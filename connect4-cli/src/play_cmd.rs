//! Play command - interactive game in the terminal
//!
//! ## Architecture (4-layer granularity)
//!
//! - Level 1: run() - orchestration
//! - Level 2: build_config(), run_game()
//! - Level 3: human_turn(), computer_turn()
//! - Level 4: input parsing, rendering

use std::io::{self, BufRead, Write};

use anyhow::{bail, Result};
use clap::{Args, ValueEnum};

use connect4_core::{
    Difficulty, DifficultyPolicy, GameConfig, GameError, GameMode, GameSession, Seat, Side, TerminalStatus,
};

// ============================================================================
// COMMAND ARGUMENTS (Level 4 - Configuration)
// ============================================================================

#[derive(Clone, Copy, Debug, PartialEq, Eq, ValueEnum)]
pub enum ModeArg {
    /// Two humans at one keyboard
    Human,
    /// Human against the computer
    Ai,
    /// Computer against computer
    AiVsAi,
}

#[derive(Args)]
pub struct PlayArgs {
    #[arg(long, value_enum, default_value = "ai")]
    pub mode: ModeArg,

    /// Computer strength (the opening tier in ai-vs-ai)
    #[arg(long, default_value = "hard")]
    pub difficulty: Difficulty,

    /// Second tier for ai-vs-ai (defaults to --difficulty)
    #[arg(long)]
    pub second: Option<Difficulty>,

    /// Board rows (overrides config)
    #[arg(long)]
    pub rows: Option<usize>,

    /// Board columns (overrides config)
    #[arg(long)]
    pub cols: Option<usize>,

    /// Let the computer move first
    #[arg(long)]
    pub ai_first: bool,
}

impl PlayArgs {
    fn mode(&self) -> GameMode {
        match self.mode {
            ModeArg::Human => GameMode::HumanVsHuman,
            ModeArg::Ai => GameMode::HumanVsAi(self.difficulty),
            ModeArg::AiVsAi => GameMode::AiVsAi {
                first: self.difficulty,
                second: self.second.unwrap_or(self.difficulty),
            },
        }
    }
}

// ============================================================================
// LEVEL 1 - ORCHESTRATION
// ============================================================================

/// Run play command
pub fn run(args: PlayArgs, config: GameConfig, seed: Option<u64>) -> Result<()> {
    let config = build_config(&args, config)?;
    let mode = args.mode();

    tracing::info!(?mode, rows = config.rows, cols = config.cols, "starting game");

    let mut policy = DifficultyPolicy::from_config(&config, seed);
    let mut session = GameSession::new(config);
    session.start(mode)?;

    let stdin = io::stdin();
    let stdout = io::stdout();
    run_game(&mut session, &mut policy, &mut stdin.lock(), &mut stdout.lock())?;
    Ok(())
}

// ============================================================================
// LEVEL 2 - PHASES
// ============================================================================

/// Apply command-line overrides and validate
fn build_config(args: &PlayArgs, mut config: GameConfig) -> Result<GameConfig> {
    if let Some(rows) = args.rows {
        config.rows = rows;
    }
    if let Some(cols) = args.cols {
        config.cols = cols;
    }
    if args.ai_first {
        config.first_turn = Some(Side::Ai);
    }
    config.validate()?;
    Ok(config)
}

/// Drive a started session until it ends or input runs out.
///
/// Returns the final status, or `None` if the human quit.
pub fn run_game<R: BufRead, W: Write>(
    session: &mut GameSession,
    policy: &mut DifficultyPolicy,
    input: &mut R,
    out: &mut W,
) -> Result<Option<TerminalStatus>> {
    loop {
        if session.is_over() {
            writeln!(out, "\n{}", session.board())?;
            writeln!(out, "{}", describe_result(session.status()))?;
            return Ok(Some(session.status()));
        }

        match session.seat_to_move() {
            Some(Seat::Computer(difficulty)) => computer_turn(session, policy, difficulty, out)?,
            Some(Seat::Human) => {
                if !human_turn(session, input, out)? {
                    writeln!(out, "\nGoodbye.")?;
                    return Ok(None);
                }
            }
            None => bail!("game has not been started"),
        }
    }
}

// ============================================================================
// LEVEL 3 - STEPS
// ============================================================================

fn computer_turn<W: Write>(
    session: &mut GameSession,
    policy: &mut DifficultyPolicy,
    difficulty: Difficulty,
    out: &mut W,
) -> Result<()> {
    let played = session.ai_move(policy)?;
    writeln!(
        out,
        "{} ({}) drops in column {}",
        side_label(played.side),
        difficulty,
        played.column + 1
    )?;
    Ok(())
}

/// Read one human move, re-prompting on bad input. `false` on quit or EOF.
fn human_turn<R: BufRead, W: Write>(session: &mut GameSession, input: &mut R, out: &mut W) -> Result<bool> {
    let cols = session.board().cols();
    writeln!(out, "\n{}", session.board())?;

    loop {
        write!(out, "{}, choose a column (1-{}): ", side_label(session.turn()), cols)?;
        out.flush()?;

        let mut line = String::new();
        if input.read_line(&mut line)? == 0 {
            return Ok(false);
        }

        let Some(column) = parse_column(&line, cols) else {
            let trimmed = line.trim();
            if trimmed.eq_ignore_ascii_case("q") || trimmed.eq_ignore_ascii_case("quit") {
                return Ok(false);
            }
            writeln!(out, "Please enter a number between 1 and {} (or q to quit).", cols)?;
            continue;
        };

        match session.play(column) {
            Ok(_) => return Ok(true),
            Err(GameError::ColumnFull(_)) => {
                writeln!(out, "Column {} is full. Try another column.", column + 1)?;
            }
            Err(err) => return Err(err.into()),
        }
    }
}

// ============================================================================
// LEVEL 4 - UTILITIES
// ============================================================================

/// 1-based column text to a 0-based index
fn parse_column(text: &str, cols: usize) -> Option<usize> {
    match text.trim().parse::<usize>() {
        Ok(n) if (1..=cols).contains(&n) => Some(n - 1),
        _ => None,
    }
}

fn side_label(side: Side) -> &'static str {
    match side {
        Side::Player => "Player (X)",
        Side::Ai => "AI (O)",
    }
}

fn describe_result(status: TerminalStatus) -> String {
    match status {
        TerminalStatus::Win(side) => format!("{} wins!", side_label(side)),
        TerminalStatus::Draw => "It's a draw.".to_string(),
        TerminalStatus::InProgress => "Game in progress.".to_string(),
    }
}

#[cfg(test)]
mod tests {
    use super::*;
    use connect4_core::{Heuristics, StrategyTable};
    use std::io::Cursor;

    fn session(mode: GameMode) -> GameSession {
        let mut session = GameSession::new(GameConfig::default());
        session.start(mode).unwrap();
        session
    }

    fn policy() -> DifficultyPolicy {
        DifficultyPolicy::with_seed(StrategyTable::default(), Heuristics::default(), 1)
    }

    #[test]
    fn test_parse_column() {
        assert_eq!(parse_column("1\n", 7), Some(0));
        assert_eq!(parse_column(" 7 ", 7), Some(6));
        assert_eq!(parse_column("0", 7), None);
        assert_eq!(parse_column("8", 7), None);
        assert_eq!(parse_column("x", 7), None);
    }

    #[test]
    fn test_two_humans_vertical_win() {
        let mut session = session(GameMode::HumanVsHuman);
        let mut input = Cursor::new("1\n2\n1\n2\n1\n2\n1\n");
        let mut out = Vec::new();

        let status = run_game(&mut session, &mut policy(), &mut input, &mut out).unwrap();
        assert_eq!(status, Some(TerminalStatus::Win(Side::Player)));
        let text = String::from_utf8(out).unwrap();
        assert!(text.contains("Player (X) wins!"));
    }

    #[test]
    fn test_bad_input_reprompts_then_eof_quits() {
        let mut session = session(GameMode::HumanVsHuman);
        let mut input = Cursor::new("abc\n9\n4\n");
        let mut out = Vec::new();

        let status = run_game(&mut session, &mut policy(), &mut input, &mut out).unwrap();
        assert_eq!(status, None);
        assert_eq!(session.history().len(), 1);
        assert_eq!(session.history()[0].column, 3);

        let text = String::from_utf8(out).unwrap();
        assert_eq!(text.matches("between 1 and 7").count(), 2);
        assert!(text.contains("Goodbye."));
    }

    #[test]
    fn test_full_column_reprompts() {
        let mut session = session(GameMode::HumanVsHuman);
        let mut input = Cursor::new("1\n1\n1\n1\n1\n1\n1\nq\n");
        let mut out = Vec::new();

        let status = run_game(&mut session, &mut policy(), &mut input, &mut out).unwrap();
        assert_eq!(status, None);
        assert_eq!(session.history().len(), 6);
        let text = String::from_utf8(out).unwrap();
        assert!(text.contains("Column 1 is full"));
    }

    #[test]
    fn test_computer_answers_human() {
        let mut session = session(GameMode::HumanVsAi(Difficulty::Hard));
        let mut input = Cursor::new("4\n");
        let mut out = Vec::new();

        run_game(&mut session, &mut policy(), &mut input, &mut out).unwrap();
        assert_eq!(session.history().len(), 2);
        assert_eq!(session.history()[1].side, Side::Ai);
        let text = String::from_utf8(out).unwrap();
        assert!(text.contains("AI (O) (hard) drops in column"));
    }

    #[test]
    fn test_ai_vs_ai_needs_no_input() {
        let mut session = session(GameMode::AiVsAi {
            first: Difficulty::Intermediate,
            second: Difficulty::Easy,
        });
        let mut input = Cursor::new("");
        let mut out = Vec::new();

        let status = run_game(&mut session, &mut policy(), &mut input, &mut out).unwrap();
        assert!(status.unwrap().is_terminal());
    }

    #[test]
    fn test_build_config_overrides() {
        let args = PlayArgs {
            mode: ModeArg::Ai,
            difficulty: Difficulty::Easy,
            second: None,
            rows: Some(5),
            cols: Some(8),
            ai_first: true,
        };
        let config = build_config(&args, GameConfig::default()).unwrap();
        assert_eq!((config.rows, config.cols), (5, 8));
        assert_eq!(config.first_turn, Some(Side::Ai));

        let tiny = PlayArgs {
            rows: Some(2),
            cols: Some(2),
            ..args
        };
        assert!(build_config(&tiny, GameConfig::default()).is_err());
    }
}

*-*-*

■ **Instructions to follow**
Every line of the entries that includes "GameError" must be copied into the answer.

■ **Task solution**
    Difficulty, DifficultyPolicy, GameConfig, GameError, GameMode, GameSession, Seat, Side, TerminalStatus,
            Err(GameError::ColumnFull(_)) => {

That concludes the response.